As the students continued listening in silence, Mrs. Johnson turned the focus to their lives and futures.
“My life story is not the story you want,” she insisted. “You don’t want to be the one standing here in front of hundreds of people, telling your greatest sins and telling them not to do this.
“You deserve a better story than I have — a story of being loved and cherished, not of being used and made vulnerable and broken,” she said. “The story you want to be able to tell is that you always stayed on the course God has given you.”
She emphasized that it’s never too late to turn around and decide to head down a new path.
She advised all of the students to make informed decisions about where they stand on the contentious issues surrounding human life.
“You may think you’re for abortion, but I can assure you, you’re not for abortion,” she said.
She advised anyone who’s on the fence or leaning toward “choice” to actually observe an abortion being performed.
“Go watch that innocent person’s choice being taken away,” she said. “I promise you, you’re not pro-choice.”
She encouraged the students to stand up for life and confidently share their pro-life convictions after they leave the “comfortable bubble” of their Catholic high school.
“Don’t ever feel like you have to hide who you are,” she said. “Be proud of who you are.”

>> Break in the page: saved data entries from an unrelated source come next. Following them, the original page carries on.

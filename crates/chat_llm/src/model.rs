use async_trait::async_trait;

use crate::config::LlmConfig;
use crate::error::LlmError;

/// The hosted model, seen from the chat service.
///
/// Implementations own transport, authentication and retries. They receive
/// the fully assembled prompt and return the raw reply text.
#[async_trait]
pub trait ChatModel: Send + Sync {
    /// Generate a reply.
    ///
    /// # Arguments
    /// * `prompt` - System preamble, windowed history and the new user turn
    /// * `config` - Model id, endpoint, key and output limit for this call
    async fn generate(&self, prompt: &str, config: &LlmConfig) -> Result<String, LlmError>;
}
//! Shared fixtures for HTTP-level tests.
//!
//! Each test starts its own `wiremock` server and points a client at it
//! through `ClientConfig::with_base_url`.

#![allow(dead_code, unreachable_pub)]

use std::io::Cursor;

use cpc_fetch::CpcApi;
use cpc_types::{ClientConfig, Legislature, ParliamentType};
use image::{DynamicImage, ImageFormat, Rgba, RgbaImage};
use serde_json::{Value, json};
use wiremock::MockServer;

/// Creates a deputies client for the given legislature, aimed at the stub server.
pub fn deputies_client(server: &MockServer, legislature: Legislature) -> CpcApi {
    client(server, ParliamentType::Depute, legislature)
}

/// Creates a client for any supported body/legislature pair, aimed at the stub server.
pub fn client(server: &MockServer, ptype: ParliamentType, legislature: Legislature) -> CpcApi {
    let config = ClientConfig::new(ptype, legislature)
        .expect("supported pair")
        .with_base_url(server.uri())
        .expect("stub server URL");
    CpcApi::new(config).expect("client build")
}

/// A deputy record as nosdeputes.fr serves it.
pub fn deputy(slug: &str, nom: &str, famille: &str) -> Value {
    json!({
        "id": 1,
        "nom": nom,
        "nom_de_famille": famille,
        "prenom": nom.split(' ').next().unwrap_or_default(),
        "sexe": "H",
        "nom_circo": "Paris",
        "num_circo": 1,
        "mandat_debut": "2017-06-21",
        "groupe_sigle": "NI",
        "id_an": "1008",
        "slug": slug,
        "url_nosdeputes": format!("https://2017-2022.nosdeputes.fr/{slug}")
    })
}

/// Wraps records in the list envelope: `{plural: [{singular: record}]}`.
pub fn wrap_list(plural: &str, singular: &str, records: Vec<Value>) -> Value {
    let items: Vec<Value> = records
        .into_iter()
        .map(|r| json!({ singular: r }))
        .collect();
    json!({ plural: items })
}

/// A vote record as the votes endpoint serves it.
pub fn vote(numero: u64, slug: &str, position: &str) -> Value {
    json!({
        "vote": {
            "scrutin": {
                "numero": numero,
                "date": "2018-05-30",
                "type": "ordinaire",
                "sort": "rejeté",
                "titre": format!("amendement n° {numero}"),
                "nombre_votants": 80,
                "nombre_pours": 20,
                "nombre_contres": 60,
                "nombre_abstentions": 0
            },
            "parlementaire_slug": slug,
            "parlementaire_groupe_acronyme": "FI",
            "position": position,
            "position_groupe": "pour",
            "par_delegation": false
        }
    })
}

/// Encodes a solid PNG of the given size.
pub fn png(width: u32, height: u32) -> Vec<u8> {
    let img = RgbaImage::from_pixel(width, height, Rgba([200, 150, 100, 255]));
    let mut buf = Vec::new();
    DynamicImage::ImageRgba8(img)
        .write_to(&mut Cursor::new(&mut buf), ImageFormat::Png)
        .expect("png encoding");
    buf
}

Mrs. Johnson and her husband were members of a congregation whose pastor was active in promoting abortion rights.
As soon as Mrs. Johnson’s story became public, her pastor told her she was no longer welcome at that church.
Many of the couple’s newfound friends were Catholic and invited them to Mass.
Mr. and Mrs. Johnson had been raised to view the Catholic Church with suspicion, but they decided to go to one Mass out of kindness to their friends.
“While we were there, we both felt something right about it,” Mrs. Johnson recalled. “We told our friends that we kind of liked it, and before long, we were in RCIA.”
That’s when they began learning about the universal truth the Catholic Church teaches and upholds, and realized that it was right where they wanted to be.
They received Sacraments of Initiation at Easter in 2012.
Mrs. Johnson said she has noticed over the past decade a softening of the tone that people in the pro-life movement tend to speak with.
She believes the movement has become more open, more welcoming, more helpful to women in need of help, and “recognizing people who are broken and in need of Christ.”
She acknowledged that some in her audience might be grieving from having had an abortion or helped someone else get one.
“It’s a forgivable sin,” she told them. “It’s not a burden that God wants you to carry. He wants to remove it from you and carry it for you.”